Beginning with the first line, transcribe the entries below exactly through the line containing "and command interpretation.", inclusive.

Stored data
- - -

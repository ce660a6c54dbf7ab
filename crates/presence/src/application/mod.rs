//! Application Layer (Use Cases)
//!
//! Orchestrates domain operations and coordinates with the
//! status service and command hosts.

mod custom_status_command;
mod registry;
mod status_interpreter;

#[cfg(test)]
mod test_support;

pub use custom_status_command::{CustomStatusFeatures, CustomStatusProvider, CUSTOM_STATUS_TRIGGER};
pub use registry::{CommandRegistry, SlashCommand};
pub use status_interpreter::StatusCommandInterpreter;
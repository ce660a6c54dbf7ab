//! Service Ports
//!
//! Abstract interfaces for external services.

mod status_service;

pub use status_service::*;
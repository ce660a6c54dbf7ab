//! Domain Errors
//!
//! Error types for domain operations and command interpretation.

use thiserror::Error;

/// Domain layer errors
#[derive(Debug, Error)]
pub enum DomainError {
    #[error("Entity not found: {entity_type} with id {id}")]
    NotFound { entity_type: String, id: String },

    #[error("Validation error: {0}")]
    Validation(String),

    #[error("Storage error: {0}")]
    Storage(String),
}

impl DomainError {
    pub fn not_found<T: AsRef<str>>(entity_type: T, id: &str) -> Self {
        Self::NotFound {
            entity_type: entity_type.as_ref().to_string(),
            id: id.to_string(),
        }
    }
}

/// Which status-service call failed while interpreting a command
#[derive(Debug, Clone, Copy, PartialEq, Eq)]
pub enum FailureKind {
    /// Removing the current status failed
    Remove,
    /// Restoring the previous status failed
    Restore,
    /// Fetching the status after a restore failed
    Fetch,
    /// Persisting a newly computed status failed
    Set,
}

impl std::fmt::Display for FailureKind {
    fn fmt(&self, f: &mut std::fmt::Formatter<'_>) -> std::fmt::Result {
        match self {
            FailureKind::Remove => write!(f, "remove custom status"),
            FailureKind::Restore => write!(f, "restore previous custom status"),
            FailureKind::Fetch => write!(f, "fetch custom status"),
            FailureKind::Set => write!(f, "set custom status"),
        }
    }
}

/// A failed status-service call, tagged with the step that issued it
#[derive(Debug, Error)]
#[error("Failed to {kind}: {source}")]
pub struct CommandFailure {
    pub kind: FailureKind,
    #[source]
    pub source: DomainError,
}

impl CommandFailure {
    pub fn new(kind: FailureKind, source: DomainError) -> Self {
        Self { kind, source }
    }
}

#[cfg(test)]
mod tests {
    use super::*;

    #[test]
    fn test_failure_message_names_step() {
        let failure = CommandFailure::new(
            FailureKind::Restore,
            DomainError::Storage("disk full".into()),
        );
        assert_eq!(
            failure.to_string(),
            "Failed to restore previous custom status: Storage error: disk full"
        );
    }

    #[test]
    fn test_not_found() {
        let err = DomainError::not_found("Command", "weather");
        assert_eq!(err.to_string(), "Entity not found: Command with id weather");
    }
}
//! Command Registry
//!
//! Holds the command providers registered at startup and routes
//! `/trigger message` input to them.

use std::collections::HashMap;
use std::sync::Arc;

use super::{CustomStatusFeatures, CustomStatusProvider};
use crate::domain::errors::DomainError;
use crate::ports::{Command, CommandContext, CommandProvider, CommandResponse, StatusService};

/// Raw slash command split into trigger and message
#[derive(Debug, Clone, PartialEq, Eq)]
pub struct SlashCommand<'a> {
    /// Lower-cased trigger, without `/`
    pub trigger: String,
    /// Everything after the first space, unmodified
    pub message: &'a str,
}

impl<'a> SlashCommand<'a> {
    pub fn parse(raw: &'a str) -> Result<Self, DomainError> {
        let body = raw
            .strip_prefix('/')
            .ok_or_else(|| DomainError::Validation(format!("Command must start with '/': {}", raw)))?;
        let (trigger, message) = body.split_once(' ').unwrap_or((body, ""));
        if trigger.is_empty() {
            return Err(DomainError::Validation("Missing command trigger".into()));
        }

        Ok(Self {
            trigger: trigger.to_lowercase(),
            message,
        })
    }
}

/// Registry of slash command providers, keyed by trigger
#[derive(Default)]
pub struct CommandRegistry {
    providers: HashMap<String, Arc<dyn CommandProvider>>,
}

impl CommandRegistry {
    pub fn new() -> Self {
        Self::default()
    }

    /// Registry with the built-in `/status` command
    pub fn with_builtin<S: StatusService + 'static>(
        service: Arc<S>,
        features: CustomStatusFeatures,
    ) -> Self {
        let mut registry = Self::new();
        registry.register(Arc::new(CustomStatusProvider::new(service, features)));
        registry
    }

    /// Register a provider under its trigger, replacing any previous one
    pub fn register(&mut self, provider: Arc<dyn CommandProvider>) {
        let trigger = provider.trigger().to_lowercase();
        if self.providers.insert(trigger.clone(), provider).is_some() {
            tracing::warn!(trigger = %trigger, "Replaced existing command provider");
        } else {
            tracing::debug!(trigger = %trigger, "Registered command provider");
        }
    }

    /// Provider for `trigger`, matched case-insensitively
    pub fn get(&self, trigger: &str) -> Option<&Arc<dyn CommandProvider>> {
        self.providers.get(&trigger.to_lowercase())
    }

    /// Metadata of all registered commands, sorted by trigger
    pub fn commands(&self) -> Vec<Command> {
        let mut commands: Vec<Command> = self.providers.values().map(|p| p.command()).collect();
        commands.sort_by(|a, b| a.trigger.cmp(&b.trigger));
        commands
    }

    /// Parse `raw` and run the matching provider
    pub async fn execute(
        &self,
        ctx: &CommandContext,
        raw: &str,
    ) -> Result<Option<CommandResponse>, DomainError> {
        let command = SlashCommand::parse(raw)?;
        let provider = self
            .get(&command.trigger)
            .ok_or_else(|| DomainError::not_found("Command", &command.trigger))?;

        tracing::debug!(trigger = %command.trigger, user_id = %ctx.user_id, "Executing command");
        Ok(provider.execute(ctx, command.message).await)
    }
}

- - -

- [Finished exercise]:
repository ce660a6c54dbf7ab
filename crates/presence/src/application/mod.rs
//! Application Layer (Use Cases)
//!
//! Orchestrates domain operations and coordinates with the
//! status service and command hosts.

mod custom_status_command;
mod registry;
mod status_interpreter;

#[cfg(test)]
mod test_support;

pub use custom_status_command::{CustomStatusFeatures, CustomStatusProvider, CUSTOM_STATUS_TRIGGER};
pub use registry::{CommandRegistry, SlashCommand};
pub use status_interpreter::StatusCommandInterpreter;
repository ce660a6c54dbf7ab
//! Service Ports
//!
//! Abstract interfaces for external services.

mod status_service;

pub use status_service::*;
repository ce660a6c54dbf7ab
//! Domain Errors
//!
//! Error types for domain operations and command interpretation.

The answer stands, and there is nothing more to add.